Collected data —
○ ○ ○ ○ ○ ○ ○

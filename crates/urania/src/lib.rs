//! Astrological chart facts from raw body positions: Placidus houses,
//! aspects, aspect patterns, transit timing and eclipse impacts.

pub mod angles;
pub mod aspects;
pub mod bodies;
pub mod cancel;
pub mod chart;
pub mod config;
pub mod eclipses;
pub mod ephemeris;
pub mod error;
pub mod houses;
pub mod patterns;
pub mod task;
pub mod transits;
pub mod zodiac;

pub use angles::{angular_distance, normalize_degrees};
pub use aspects::{compute_aspects, Aspect, AspectDefinition, AspectKind, OrbConfig};
pub use bodies::Body;
pub use cancel::CancelFlag;
pub use chart::{compute_transit_aspects, derive_chart_facts, ChartFacts, NatalChart, Placement};
pub use config::{load_settings, load_settings_from_str, Settings};
pub use eclipses::{analyze_eclipse_impacts, Eclipse, EclipseImpact, EclipseKind};
pub use ephemeris::{CelestialPosition, GeoLocation, PositionProvider, TimeWindow};
pub use error::{ChartError, ProviderError};
pub use houses::{compute_houses, HouseChart, HouseCusps};
pub use patterns::{detect_patterns, AspectPattern};
pub use transits::{find_transit_hits, TransitHit, TransitQuery};
pub use zodiac::{Sign, ZodiacPosition};
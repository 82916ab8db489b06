//! TOML settings for hosts embedding the chart engine.
//!
//! ```toml
//! [orbs]
//! multiplier = 1.0
//! [orbs.aspects.trine]
//! orb = 6.0
//! [orbs.aspects.semisextile]
//! enabled = false
//!
//! [transits]
//! max_orb = 1.0
//!
//! [eclipses]
//! orb = 3.0
//! ```

use crate::aspects::{AspectDefinition, AspectKind, OrbConfig};
use serde::Deserialize;
use std::collections::BTreeMap;
use std::fs;
use std::path::Path;

#[derive(Debug, Clone, PartialEq)]
pub struct Settings {
    pub orbs: OrbConfig,
    /// Default `max_orb` for transit searches
    pub transit_max_orb: f64,
    /// Default orb for eclipse impacts
    pub eclipse_orb: f64,
}

impl Default for Settings {
    fn default() -> Self {
        Self {
            orbs: OrbConfig::default(),
            transit_max_orb: default_transit_orb(),
            eclipse_orb: default_eclipse_orb(),
        }
    }
}

#[derive(Debug, Clone, Default, Deserialize)]
struct SettingsToml {
    #[serde(default)]
    orbs: OrbsToml,
    #[serde(default)]
    transits: TransitsToml,
    #[serde(default)]
    eclipses: EclipsesToml,
}

#[derive(Debug, Clone, Deserialize)]
struct OrbsToml {
    #[serde(default = "default_multiplier")]
    multiplier: f64,
    #[serde(default)]
    aspects: BTreeMap<String, AspectToml>,
}

impl Default for OrbsToml {
    fn default() -> Self {
        Self {
            multiplier: default_multiplier(),
            aspects: BTreeMap::new(),
        }
    }
}

#[derive(Debug, Clone, Deserialize)]
struct AspectToml {
    #[serde(default)]
    angle: Option<f64>,
    #[serde(default)]
    orb: Option<f64>,
    #[serde(default = "default_enabled")]
    enabled: bool,
}

#[derive(Debug, Clone, Deserialize)]
struct TransitsToml {
    #[serde(default = "default_transit_orb")]
    max_orb: f64,
}

impl Default for TransitsToml {
    fn default() -> Self {
        Self {
            max_orb: default_transit_orb(),
        }
    }
}

#[derive(Debug, Clone, Deserialize)]
struct EclipsesToml {
    #[serde(default = "default_eclipse_orb")]
    orb: f64,
}

impl Default for EclipsesToml {
    fn default() -> Self {
        Self {
            orb: default_eclipse_orb(),
        }
    }
}

fn default_multiplier() -> f64 {
    1.0
}

fn default_enabled() -> bool {
    true
}

fn default_transit_orb() -> f64 {
    1.0
}

fn default_eclipse_orb() -> f64 {
    3.0
}

fn aspect_kind(name: &str) -> anyhow::Result<AspectKind> {
    let key = name.trim().to_lowercase().replace('-', "_");
    AspectKind::ALL
        .iter()
        .copied()
        .find(|kind| kind.name() == key)
        .ok_or_else(|| anyhow::anyhow!("Unknown aspect kind in [orbs.aspects]: {name}"))
}

fn check_orb(label: &str, value: f64) -> anyhow::Result<f64> {
    if !value.is_finite() || !(0.0..=180.0).contains(&value) {
        anyhow::bail!("{label} must be within [0, 180], got {value}");
    }
    Ok(value)
}

/// Parse settings from TOML text. Omitted values keep their defaults.
pub fn load_settings_from_str(text: &str) -> anyhow::Result<Settings> {
    let root: SettingsToml = toml::from_str(text)
        .map_err(|e| anyhow::anyhow!("Failed to parse chart settings: {e}"))?;
    let SettingsToml {
        orbs,
        transits,
        eclipses,
    } = root;

    let mut definitions: BTreeMap<AspectKind, AspectDefinition> = AspectKind::ALL
        .iter()
        .map(|kind| (*kind, AspectDefinition::standard(*kind)))
        .collect();
    for (name, entry) in &orbs.aspects {
        let kind = aspect_kind(name)?;
        if !entry.enabled {
            definitions.remove(&kind);
            continue;
        }
        let def = definitions
            .entry(kind)
            .or_insert_with(|| AspectDefinition::standard(kind));
        if let Some(angle) = entry.angle {
            def.angle = angle;
        }
        if let Some(orb) = entry.orb {
            def.orb = orb;
        }
    }

    let orb_config = OrbConfig::new(definitions.into_values().collect(), orbs.multiplier)
        .map_err(|e| anyhow::anyhow!("Invalid [orbs] settings: {e}"))?;

    Ok(Settings {
        orbs: orb_config,
        transit_max_orb: check_orb("transits.max_orb", transits.max_orb)?,
        eclipse_orb: check_orb("eclipses.orb", eclipses.orb)?,
    })
}

/// Read and parse a settings file.
pub fn load_settings(path: impl AsRef<Path>) -> anyhow::Result<Settings> {
    let path = path.as_ref();
    let text = fs::read_to_string(path)
        .map_err(|e| anyhow::anyhow!("Could not read settings from {}: {e}", path.display()))?;
    load_settings_from_str(&text)
}

#[cfg(test)]
mod tests {
    use super::*;

    #[test]
    fn empty_document_gives_defaults() {
        assert_eq!(load_settings_from_str("").unwrap(), Settings::default());
    }

    #[test]
    fn overrides_and_disables() {
        let settings = load_settings_from_str(
            r#"
            [orbs]
            multiplier = 0.5
            [orbs.aspects.trine]
            orb = 6.0
            [orbs.aspects.semisextile]
            enabled = false

            [transits]
            max_orb = 0.25
            "#,
        )
        .unwrap();
        assert_eq!(settings.orbs.effective_orb(AspectKind::Trine), Some(3.0));
        assert_eq!(settings.orbs.effective_orb(AspectKind::Semisextile), None);
        assert_eq!(settings.transit_max_orb, 0.25);
        assert_eq!(settings.eclipse_orb, 3.0);
    }

    #[test]
    fn rejects_invalid_values() {
        assert!(load_settings_from_str("[orbs]\nmultiplier = 0.0").is_err());
        assert!(load_settings_from_str("[orbs.aspects.square]\norb = -2.0").is_err());
        assert!(load_settings_from_str("[orbs.aspects.novile]\norb = 1.0").is_err());
        assert!(load_settings_from_str("[eclipses]\norb = 200.0").is_err());
    }
}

○ ○ ○ ○ ○ ○ ○

AIM OF THE EXERCISE — Every single line in the records above must be written out exactly.

RESPONSE —
filename crates/urania/src/lib.rs
//! Astrological chart facts from raw body positions: Placidus houses,
//! aspects, aspect patterns, transit timing and eclipse impacts.

pub mod angles;
pub mod aspects;
pub mod bodies;
pub mod cancel;
pub mod chart;
pub mod config;
pub mod eclipses;
pub mod ephemeris;
pub mod error;
pub mod houses;
pub mod patterns;
pub mod task;
pub mod transits;
pub mod zodiac;

pub use angles::{angular_distance, normalize_degrees};
pub use aspects::{compute_aspects, Aspect, AspectDefinition, AspectKind, OrbConfig};
pub use bodies::Body;
pub use cancel::CancelFlag;
pub use chart::{compute_transit_aspects, derive_chart_facts, ChartFacts, NatalChart, Placement};
pub use config::{load_settings, load_settings_from_str, Settings};
pub use eclipses::{analyze_eclipse_impacts, Eclipse, EclipseImpact, EclipseKind};
pub use ephemeris::{CelestialPosition, GeoLocation, PositionProvider, TimeWindow};
pub use error::{ChartError, ProviderError};
pub use houses::{compute_houses, HouseChart, HouseCusps};
pub use patterns::{detect_patterns, AspectPattern};
pub use transits::{find_transit_hits, TransitHit, TransitQuery};
pub use zodiac::{Sign, ZodiacPosition};
repository 82916ab8db489b06
//! TOML settings for hosts embedding the chart engine.
//!
//! ```toml
//! [orbs]
//! multiplier = 1.0
//! [orbs.aspects.trine]
//! orb = 6.0
//! [orbs.aspects.semisextile]
//! enabled = false
//!
//! [transits]
//! max_orb = 1.0
//!
//! [eclipses]
//! orb = 3.0
//! ```

use crate::aspects::{AspectDefinition, AspectKind, OrbConfig};
use serde::Deserialize;
use std::collections::BTreeMap;
use std::fs;
use std::path::Path;

#[derive(Debug, Clone, PartialEq)]
pub struct Settings {
    pub orbs: OrbConfig,
    /// Default `max_orb` for transit searches
    pub transit_max_orb: f64,
    /// Default orb for eclipse impacts
    pub eclipse_orb: f64,
}

impl Default for Settings {
    fn default() -> Self {
        Self {
            orbs: OrbConfig::default(),
            transit_max_orb: default_transit_orb(),
            eclipse_orb: default_eclipse_orb(),
        }
    }
}

#[derive(Debug, Clone, Default, Deserialize)]
struct SettingsToml {
    #[serde(default)]
    orbs: OrbsToml,
    #[serde(default)]
    transits: TransitsToml,
    #[serde(default)]
    eclipses: EclipsesToml,
}

#[derive(Debug, Clone, Deserialize)]
struct OrbsToml {
    #[serde(default = "default_multiplier")]
    multiplier: f64,
    #[serde(default)]
    aspects: BTreeMap<String, AspectToml>,
}

impl Default for OrbsToml {
    fn default() -> Self {
        Self {
            multiplier: default_multiplier(),
            aspects: BTreeMap::new(),
        }
    }
}

#[derive(Debug, Clone, Deserialize)]
struct AspectToml {
    #[serde(default)]
    angle: Option<f64>,
    #[serde(default)]
    orb: Option<f64>,
    #[serde(default = "default_enabled")]
    enabled: bool,
}

#[derive(Debug, Clone, Deserialize)]
struct TransitsToml {
    #[serde(default = "default_transit_orb")]
    max_orb: f64,
}

impl Default for TransitsToml {
    fn default() -> Self {
        Self {
            max_orb: default_transit_orb(),
        }
    }
}

#[derive(Debug, Clone, Deserialize)]
struct EclipsesToml {
    #[serde(default = "default_eclipse_orb")]
    orb: f64,
}

impl Default for EclipsesToml {
    fn default() -> Self {
        Self {
            orb: default_eclipse_orb(),
        }
    }
}

fn default_multiplier() -> f64 {
    1.0
}

fn default_enabled() -> bool {
    true
}

fn default_transit_orb() -> f64 {
    1.0
}

fn default_eclipse_orb() -> f64 {
    3.0
}

fn aspect_kind(name: &str) -> anyhow::Result<AspectKind> {
    let key = name.trim().to_lowercase().replace('-', "_");
    AspectKind::ALL
        .iter()
        .copied()
        .find(|kind| kind.name() == key)
        .ok_or_else(|| anyhow::anyhow!("Unknown aspect kind in [orbs.aspects]: {name}"))
}

fn check_orb(label: &str, value: f64) -> anyhow::Result<f64> {
    if !value.is_finite() || !(0.0..=180.0).contains(&value) {
        anyhow::bail!("{label} must be within [0, 180], got {value}");
    }
    Ok(value)
}

/// Parse settings from TOML text. Omitted values keep their defaults.
pub fn load_settings_from_str(text: &str) -> anyhow::Result<Settings> {
    let root: SettingsToml = toml::from_str(text)
        .map_err(|e| anyhow::anyhow!("Failed to parse chart settings: {e}"))?;
    let SettingsToml {
        orbs,
        transits,
        eclipses,
    } = root;

    let mut definitions: BTreeMap<AspectKind, AspectDefinition> = AspectKind::ALL
        .iter()
        .map(|kind| (*kind, AspectDefinition::standard(*kind)))
        .collect();
    for (name, entry) in &orbs.aspects {
        let kind = aspect_kind(name)?;
        if !entry.enabled {
            definitions.remove(&kind);
            continue;
        }
        let def = definitions
            .entry(kind)
            .or_insert_with(|| AspectDefinition::standard(kind));
        if let Some(angle) = entry.angle {
            def.angle = angle;
        }
        if let Some(orb) = entry.orb {
            def.orb = orb;
        }
    }

    let orb_config = OrbConfig::new(definitions.into_values().collect(), orbs.multiplier)
        .map_err(|e| anyhow::anyhow!("Invalid [orbs] settings: {e}"))?;

    Ok(Settings {
        orbs: orb_config,
        transit_max_orb: check_orb("transits.max_orb", transits.max_orb)?,
        eclipse_orb: check_orb("eclipses.orb", eclipses.orb)?,
    })
}

/// Read and parse a settings file.
pub fn load_settings(path: impl AsRef<Path>) -> anyhow::Result<Settings> {
    let path = path.as_ref();
    let text = fs::read_to_string(path)
        .map_err(|e| anyhow::anyhow!("Could not read settings from {}: {e}", path.display()))?;
    load_settings_from_str(&text)
}

#[cfg(test)]
mod tests {
    use super::*;

    #[test]
    fn empty_document_gives_defaults() {
        assert_eq!(load_settings_from_str("").unwrap(), Settings::default());
    }

    #[test]
    fn overrides_and_disables() {
        let settings = load_settings_from_str(
            r#"
            [orbs]
            multiplier = 0.5
            [orbs.aspects.trine]
            orb = 6.0
            [orbs.aspects.semisextile]
            enabled = false

            [transits]
            max_orb = 0.25
            "#,
        )
        .unwrap();
        assert_eq!(settings.orbs.effective_orb(AspectKind::Trine), Some(3.0));
        assert_eq!(settings.orbs.effective_orb(AspectKind::Semisextile), None);
        assert_eq!(settings.transit_max_orb, 0.25);
        assert_eq!(settings.eclipse_orb, 3.0);
    }

    #[test]
    fn rejects_invalid_values() {
        assert!(load_settings_from_str("[orbs]\nmultiplier = 0.0").is_err());
        assert!(load_settings_from_str("[orbs.aspects.square]\norb = -2.0").is_err());
        assert!(load_settings_from_str("[orbs.aspects.novile]\norb = 1.0").is_err());
        assert!(load_settings_from_str("[eclipses]\norb = 200.0").is_err());
    }
}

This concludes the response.